The Mountain-Prairie region has arguably the most impressive fossil heritage in North America. As far back as 1.7 billion years ago, blue-green algae communities formed mounds that later hardened, and these "stromatolites" can now be found in Wyoming and Montana.

Prairie states, which are flood-prone, have a strong record of ancient marine life, including ancestors of squid, clams, and snails. Limestone, a by-product of marine life, underlies much of Kansas, for example. The formation of the Rockies, beginning about 300 million years ago, lifted the land around them, so land animals feature prominently in the fossil record of the drier Mountain states.

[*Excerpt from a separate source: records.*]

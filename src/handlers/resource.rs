use tracing::{debug, warn};

use crate::backend::resolver::ResourceResolver;
use crate::http::mime::content_type_for;
use crate::http::response::Response;

/// Maps a GET target onto a resource name.
///
/// Only `/` and `/index.html` (any case) are served; both name the index.
pub fn resource_name<'a>(target: &str, index: &'a str) -> Option<&'a str> {
    if target == "/" || target.eq_ignore_ascii_case("/index.html") {
        Some(index)
    } else {
        None
    }
}

/// Answers a GET for `target`.
pub async fn respond<R>(resolver: &R, target: &str, index: &str) -> Response
where
    R: ResourceResolver,
{
    let Some(name) = resource_name(target, index) else {
        debug!(path = target, "No resource for target");
        return Response::not_found();
    };

    match resolver.resolve(name).await {
        Ok(Some(resource)) => {
            let content_type = content_type_for(&resource.name);
            Response::stream(content_type, resource.body)
        }
        Ok(None) => {
            debug!(resource = name, "Resource missing");
            Response::not_found()
        }
        Err(e) => {
            warn!(resource = name, error = %e, "Failed to open resource");
            Response::not_found()
        }
    }
}
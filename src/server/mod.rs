//! Listener and process-level wiring.

pub mod listener;

pub use listener::Server;

use anyhow::Context;

use crate::backend::resolver::StaticDir;
use crate::backend::sqlite::SqliteChannel;
use crate::config::Config;

/// Serves static files and SQLite commands as configured.
pub async fn run(cfg: &Config) -> anyhow::Result<()> {
    let resolver = StaticDir::new(&cfg.static_files.root);
    let channel = SqliteChannel::open(&cfg.database.path, cfg.database.pool_size)
        .with_context(|| format!("failed to open database {}", cfg.database.path.display()))?;

    let server = Server::bind(cfg, resolver, channel).await?;
    server.run().await
}
use std::io::{self, Write};
use std::sync::Arc;

use bytes::Bytes;
use serde::Serialize;
use thiserror::Error;
use tracing::{debug, error};

use crate::backend::channel::{CommandChannel, TabularResult};
use crate::http::response::Response;

/// Text used for a cell with no value.
pub const NULL_CELL: &str = "NULL";

#[derive(Debug, Error)]
pub enum SerializeError {
    #[error("result exceeds the {limit} byte response limit")]
    TooLarge { limit: usize },

    #[error("failed to serialize result: {0}")]
    Json(#[from] serde_json::Error),
}

#[derive(Serialize)]
struct ResultDocument<'a> {
    columns: &'a [String],
    rows: Vec<Vec<&'a str>>,
}

/// Serializes a result as `{"columns":[...],"rows":[[...],...]}`.
///
/// Output is capped at `limit` bytes; serialization stops as soon as the
/// cap is crossed.
pub fn serialize_result(result: &TabularResult, limit: usize) -> Result<Vec<u8>, SerializeError> {
    let document = ResultDocument {
        columns: result.columns(),
        rows: result
            .rows()
            .iter()
            .map(|row| row.iter().map(|cell| cell.as_deref().unwrap_or(NULL_CELL)).collect())
            .collect(),
    };

    let mut out = CappedBuffer {
        buf: Vec::new(),
        limit,
    };

    match serde_json::to_writer(&mut out, &document) {
        Ok(()) => Ok(out.buf),
        Err(e) if e.is_io() => Err(SerializeError::TooLarge { limit }),
        Err(e) => Err(e.into()),
    }
}

/// Answers a POST whose body is `payload`.
pub async fn respond<C>(channel: Arc<C>, payload: Bytes, max_response_bytes: usize) -> Response
where
    C: CommandChannel,
{
    let command = match String::from_utf8(payload.to_vec()) {
        Ok(command) => command,
        Err(_) => return Response::bad_request("command is not valid UTF-8"),
    };

    let outcome = tokio::task::spawn_blocking(move || channel.execute(&command)).await;

    match outcome {
        Ok(Ok(result)) => match serialize_result(&result, max_response_bytes) {
            Ok(json) => Response::json(json),
            Err(e) => {
                debug!(error = %e, "Result not sent");
                Response::bad_request(e.to_string())
            }
        },
        Ok(Err(e)) => {
            debug!(error = %e, "Command failed");
            Response::bad_request(e.to_string())
        }
        Err(e) => {
            error!(error = %e, "Command task did not complete");
            Response::bad_request("command execution aborted")
        }
    }
}

struct CappedBuffer {
    buf: Vec<u8>,
    limit: usize,
}

impl Write for CappedBuffer {
    fn write(&mut self, data: &[u8]) -> io::Result<usize> {
        if self.buf.len() + data.len() > self.limit {
            return Err(io::Error::new(io::ErrorKind::OutOfMemory, "response limit reached"));
        }
        self.buf.extend_from_slice(data);
        Ok(data.len())
    }

    fn flush(&mut self) -> io::Result<()> {
        Ok(())
    }
}
//! Command channel interface
//!
//! POST bodies are handed to a [`CommandChannel`] verbatim. The channel
//! returns a [`TabularResult`] or a [`CommandError`] whose message is shown
//! to the client.

use thiserror::Error;

/// Failure reported by a command channel.
///
/// The `Display` text is sent to the client as the 400 response body.
#[derive(Debug, Error, PartialEq, Eq)]
pub enum CommandError {
    /// The channel refused to run the command
    #[error("{0}")]
    Rejected(String),

    /// The command ran and failed
    #[error("{0}")]
    Execution(String),

    /// The command succeeded but produced nothing to return
    #[error("statement produced no result set ({affected} rows affected)")]
    NoResultSet { affected: usize },
}

/// Ordered columns plus rows of nullable cells.
///
/// Every row has exactly one cell per column.
#[derive(Debug, Clone, Default, PartialEq, Eq)]
pub struct TabularResult {
    columns: Vec<String>,
    rows: Vec<Vec<Option<String>>>,
}

impl TabularResult {
    /// Builds a result, rejecting rows whose width differs from the column count.
    pub fn new(
        columns: Vec<String>,
        rows: Vec<Vec<Option<String>>>,
    ) -> Result<Self, CommandError> {
        if let Some((index, row)) = rows
            .iter()
            .enumerate()
            .find(|(_, row)| row.len() != columns.len())
        {
            return Err(CommandError::Execution(format!(
                "row {} has {} cells, expected {}",
                index,
                row.len(),
                columns.len()
            )));
        }

        Ok(Self { columns, rows })
    }

    pub fn columns(&self) -> &[String] {
        &self.columns
    }

    pub fn rows(&self) -> &[Vec<Option<String>>] {
        &self.rows
    }
}

/// Executes forwarded commands.
///
/// Implementations are shared by every connection task and may be called
/// from several blocking threads at once; each call must get its own
/// session. Calls block, so the server runs them on the blocking pool.
pub trait CommandChannel: Send + Sync + 'static {
    fn execute(&self, command: &str) -> Result<TabularResult, CommandError>;
}
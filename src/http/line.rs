//! Line reader for the request head.
//!
//! Reads one protocol line at a time from a buffered byte stream. A line ends
//! at a line-feed, at end of stream, or when the caller's buffer size is
//! exhausted. Carriage returns are handled with a one-byte look-ahead:
//!
//! - `CR LF` collapses to a plain line end (the CR is never stored)
//! - a bare `CR` followed by anything else is kept as data
//!
//! The returned line never contains the terminating line-feed.

use std::io;

use tokio::io::{AsyncBufRead, AsyncBufReadExt};

/// Default line buffer size, including room for the terminator slot.
pub const DEFAULT_LINE_SIZE: usize = 1024;

/// Reads a single line of at most `size - 1` bytes.
///
/// An empty result means either a blank line or a stream that yielded no
/// bytes at all. For `size <= 1` nothing is read and an empty line is
/// returned immediately.
pub async fn read_line<R>(reader: &mut R, size: usize) -> io::Result<Vec<u8>>
where
    R: AsyncBufRead + Unpin + ?Sized,
{
    let mut line = Vec::new();
    if size <= 1 {
        return Ok(line);
    }

    while line.len() < size - 1 {
        let Some(byte) = next_byte(reader).await? else {
            break;
        };

        match byte {
            b'\n' => break,
            b'\r' => {
                // Leave the LF in the stream; the next iteration ends the line.
                if peek_byte(reader).await? != Some(b'\n') {
                    line.push(b'\r');
                }
            }
            other => line.push(other),
        }
    }

    Ok(line)
}

/// Looks at the next byte without consuming it.
async fn peek_byte<R>(reader: &mut R) -> io::Result<Option<u8>>
where
    R: AsyncBufRead + Unpin + ?Sized,
{
    loop {
        match reader.fill_buf().await {
            Ok(buf) => return Ok(buf.first().copied()),
            Err(e) if e.kind() == io::ErrorKind::Interrupted => continue,
            Err(e) => return Err(e),
        }
    }
}

async fn next_byte<R>(reader: &mut R) -> io::Result<Option<u8>>
where
    R: AsyncBufRead + Unpin + ?Sized,
{
    let byte = peek_byte(reader).await?;
    if byte.is_some() {
        reader.consume(1);
    }
    Ok(byte)
}
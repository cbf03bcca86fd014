use anyhow::{Context, Result};
use chrono::{DateTime, NaiveDateTime, Utc};
use glob::glob;
use std::collections::BTreeMap;
use std::fs::File;
use std::io::{BufRead, BufReader};
use std::path::Path;
use tracing::{debug, warn};

use super::models::{Event, EventKind, UserEvents};

// Column order of a raw log record:
// ai5, debug, random, sdkv, event, ts, params, timestamp, game_id
const COLUMN_COUNT: usize = 9;
const COL_AI5: usize = 0;
const COL_SDKV: usize = 3;
const COL_EVENT: usize = 4;
const COL_TIMESTAMP: usize = 7;

/// Events parsed from a log source, plus skip accounting for observability
#[derive(Debug, Default)]
pub struct LoadOutcome {
    pub events: Vec<Event>,
    /// Records dropped for malformed timestamps, missing fields, or an
    /// event name with no start/stop marker
    pub skipped: usize,
}

/// Load all events from a log file, or from every *.log file under a
/// directory. Malformed records are skipped and counted, never fatal.
pub fn load_events(path: &Path) -> Result<LoadOutcome> {
    let mut outcome = LoadOutcome::default();

    if path.is_dir() {
        let pattern = path.join("*.log");
        let pattern_str = pattern.to_string_lossy();

        for file in glob(&pattern_str).context("Failed to glob pattern")?.flatten() {
            parse_log_file(&file, &mut outcome)?;
        }
    } else {
        parse_log_file(path, &mut outcome)?;
    }

    // Deterministic (user, timestamp) order regardless of file order
    outcome
        .events
        .sort_by(|a, b| (&a.user_id, a.timestamp).cmp(&(&b.user_id, b.timestamp)));

    Ok(outcome)
}

/// Parse a single log file, appending events and skip counts
fn parse_log_file(path: &Path, outcome: &mut LoadOutcome) -> Result<()> {
    let file = File::open(path).context(format!("Failed to open log file: {:?}", path))?;
    let reader = BufReader::new(file);
    let events_before = outcome.events.len();
    let skipped_before = outcome.skipped;

    for (line_no, line) in reader.lines().enumerate() {
        let line = match line {
            Ok(l) => l,
            Err(_) => continue,
        };

        if line.trim().is_empty() {
            continue;
        }

        match parse_record(&line) {
            Some(event) => outcome.events.push(event),
            None => {
                outcome.skipped += 1;
                warn!("skipping malformed record at {:?}:{}", path, line_no + 1);
            }
        }
    }

    debug!(
        "loaded {} events from {:?} ({} skipped)",
        outcome.events.len() - events_before,
        path,
        outcome.skipped - skipped_before
    );

    Ok(())
}

/// Parse a single comma-delimited record into an Event.
/// Returns None (record skipped) on malformed input.
pub fn parse_record(line: &str) -> Option<Event> {
    let fields: Vec<&str> = line.split(',').collect();
    if fields.len() != COLUMN_COUNT {
        return None;
    }

    let user_id = unwrap_value(fields[COL_AI5]);
    if user_id.is_empty() {
        return None;
    }

    let sdk_version = unwrap_value(fields[COL_SDKV]);
    let kind = EventKind::from_event_name(&unwrap_value(fields[COL_EVENT]))?;
    let timestamp = extract_timestamp(fields[COL_TIMESTAMP])?;

    Some(Event {
        user_id,
        sdk_version,
        kind,
        timestamp,
    })
}

/// Strip brace/quote wrapping from a raw value and keep the text after the
/// last colon, e.g. `"event":"ggstart"` -> `ggstart`
fn unwrap_value(raw: &str) -> String {
    let cleaned: String = raw
        .chars()
        .filter(|&c| !matches!(c, '{' | '}' | '"'))
        .collect();

    cleaned
        .rsplit(':')
        .next()
        .unwrap_or_default()
        .trim()
        .to_string()
}

/// Extract the instant from the compound timestamp column. The instant is
/// nested behind a colon-delimited prefix, e.g.
/// `"timestamp":{"$date":"2017-03-09T23:23:19.575Z"}`, so everything up to
/// the second colon is wrapping and the remainder is the timestamp itself.
fn extract_timestamp(raw: &str) -> Option<DateTime<Utc>> {
    let tail = raw.splitn(3, ':').last()?;
    let cleaned: String = tail
        .chars()
        .filter(|&c| !matches!(c, '{' | '}' | '"'))
        .collect();

    parse_timestamp(cleaned.trim())
}

fn parse_timestamp(value: &str) -> Option<DateTime<Utc>> {
    if let Ok(ts) = DateTime::parse_from_rfc3339(value) {
        return Some(ts.with_timezone(&Utc));
    }

    // Naive fallbacks, treated as UTC
    for format in ["%Y-%m-%d %H:%M:%S%.f", "%Y-%m-%dT%H:%M:%S%.f"] {
        if let Ok(naive) = NaiveDateTime::parse_from_str(value, format) {
            return Some(naive.and_utc());
        }
    }

    None
}

/// Group events by user and sort each group ascending by timestamp.
/// The sort is stable, so simultaneous timestamps keep relative input order
/// as a convenience, not a guarantee.
pub fn group_and_sort(events: Vec<Event>) -> BTreeMap<String, UserEvents> {
    let mut grouped: BTreeMap<String, UserEvents> = BTreeMap::new();

    for event in events {
        let entry = grouped
            .entry(event.user_id.clone())
            .or_insert_with(|| UserEvents {
                user_id: event.user_id.clone(),
                ..Default::default()
            });
        entry.events.push(event);
    }

    for user in grouped.values_mut() {
        user.events.sort_by_key(|e| e.timestamp);
        if let Some(first) = user.events.first() {
            user.sdk_version = first.sdk_version.clone();
        }
    }

    grouped
}

#[cfg(test)]
mod tests {
    use super::*;
    use std::io::Write;

    fn record(user: &str, sdk: &str, event: &str, instant: &str) -> String {
        format!(
            "{{\"ai5\":\"{user}\",\"debug\":\"d\",\"random\":\"r\",\"sdkv\":\"{sdk}\",\
             \"event\":\"{event}\",\"ts\":\"1489101799\",\"params\":\"p\",\
             \"timestamp\":{{\"$date\":\"{instant}\"}},\"game_id\":\"g1\"}}"
        )
    }

    #[test]
    fn test_unwrap_value() {
        assert_eq!(unwrap_value("\"event\":\"ggstart\""), "ggstart");
        assert_eq!(unwrap_value("{\"ai5\":\"abc-123\""), "abc-123");
        assert_eq!(unwrap_value("\"sdkv\":\"7.6\""), "7.6");
    }

    #[test]
    fn test_extract_timestamp_nested() {
        let ts = extract_timestamp("\"timestamp\":{\"$date\":\"2017-03-09T23:23:19.575Z\"}")
            .expect("timestamp should parse");
        assert_eq!(ts.to_rfc3339(), "2017-03-09T23:23:19.575+00:00");
    }

    #[test]
    fn test_parse_timestamp_naive_fallback() {
        assert!(parse_timestamp("2017-03-09 23:23:19").is_some());
        assert!(parse_timestamp("not a timestamp").is_none());
    }

    #[test]
    fn test_parse_record() {
        let line = record("u1", "7.6", "ggstart_landscape", "2017-03-09T23:23:19.575Z");
        let event = parse_record(&line).expect("record should parse");
        assert_eq!(event.user_id, "u1");
        assert_eq!(event.sdk_version, "7.6");
        assert_eq!(event.kind, EventKind::Start);
    }

    #[test]
    fn test_parse_record_rejects_malformed() {
        // Wrong column count
        assert!(parse_record("a,b,c").is_none());
        // Unparseable timestamp
        let line = record("u1", "7.6", "ggstop", "yesterday-ish");
        assert!(parse_record(&line).is_none());
        // Event name with no start/stop marker
        let line = record("u1", "7.6", "ggadshown", "2017-03-09T23:23:19.575Z");
        assert!(parse_record(&line).is_none());
    }

    #[test]
    fn test_load_events_counts_skips() {
        let mut file = tempfile::NamedTempFile::new().unwrap();
        writeln!(file, "{}", record("u1", "7.6", "ggstart", "2017-03-09T23:23:19Z")).unwrap();
        writeln!(file, "garbage line").unwrap();
        writeln!(file, "{}", record("u1", "7.6", "ggstop", "2017-03-09T23:25:19Z")).unwrap();

        let outcome = load_events(file.path()).unwrap();
        assert_eq!(outcome.events.len(), 2);
        assert_eq!(outcome.skipped, 1);
    }

    #[test]
    fn test_group_and_sort_orders_timestamps() {
        let lines = [
            record("u2", "8.0", "ggstop", "2017-03-09T10:00:30Z"),
            record("u1", "7.6", "ggstop", "2017-03-09T10:05:00Z"),
            record("u1", "7.6", "ggstart", "2017-03-09T10:00:00Z"),
            record("u2", "8.0", "ggstart", "2017-03-09T10:00:00Z"),
        ];
        let events: Vec<Event> = lines.iter().map(|l| parse_record(l).unwrap()).collect();

        let grouped = group_and_sort(events);
        assert_eq!(grouped.len(), 2);

        let u1 = &grouped["u1"];
        assert_eq!(u1.sdk_version, "7.6");
        assert_eq!(u1.events.len(), 2);
        assert!(u1.events[0].timestamp <= u1.events[1].timestamp);
        assert_eq!(u1.events[0].kind, EventKind::Start);
    }
}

Shallow seas covered the center of North America on and off through the dinosaur age (225-65 million years ago). The elevated canyons and mesas of the Colorado Plateau, however, have produced some of the best-known dinosaur fossils. The Morrison Formation, home to Dinosaur National Park, is a fossil-rich rock layer from the Jurassic period, during which the world's largest-known dinosaurs lived.

In the time following the dinosaur extinction 65 million years ago, sea levels dropped. Weathering of the Rocky Mountains sent large volumes of sediment on to the Great Plains. Then, about 30 million years ago, sustained volcanic activity in the mountains sent ash eastward, covering the landscape and snuffing out life. From the plant and animal life preserved in these thick deposits, we can interpret such things as climate, and have come to know that the region was warmer then than it is today.

Beginning about 2 million years ago, Ice Age glaciers advanced from Canada well into the Mountain-Prairie region. The land-altering effect of the moving glaciers can still be seen in the small depressions, or "prairie potholes," that spot the region's northern landscape.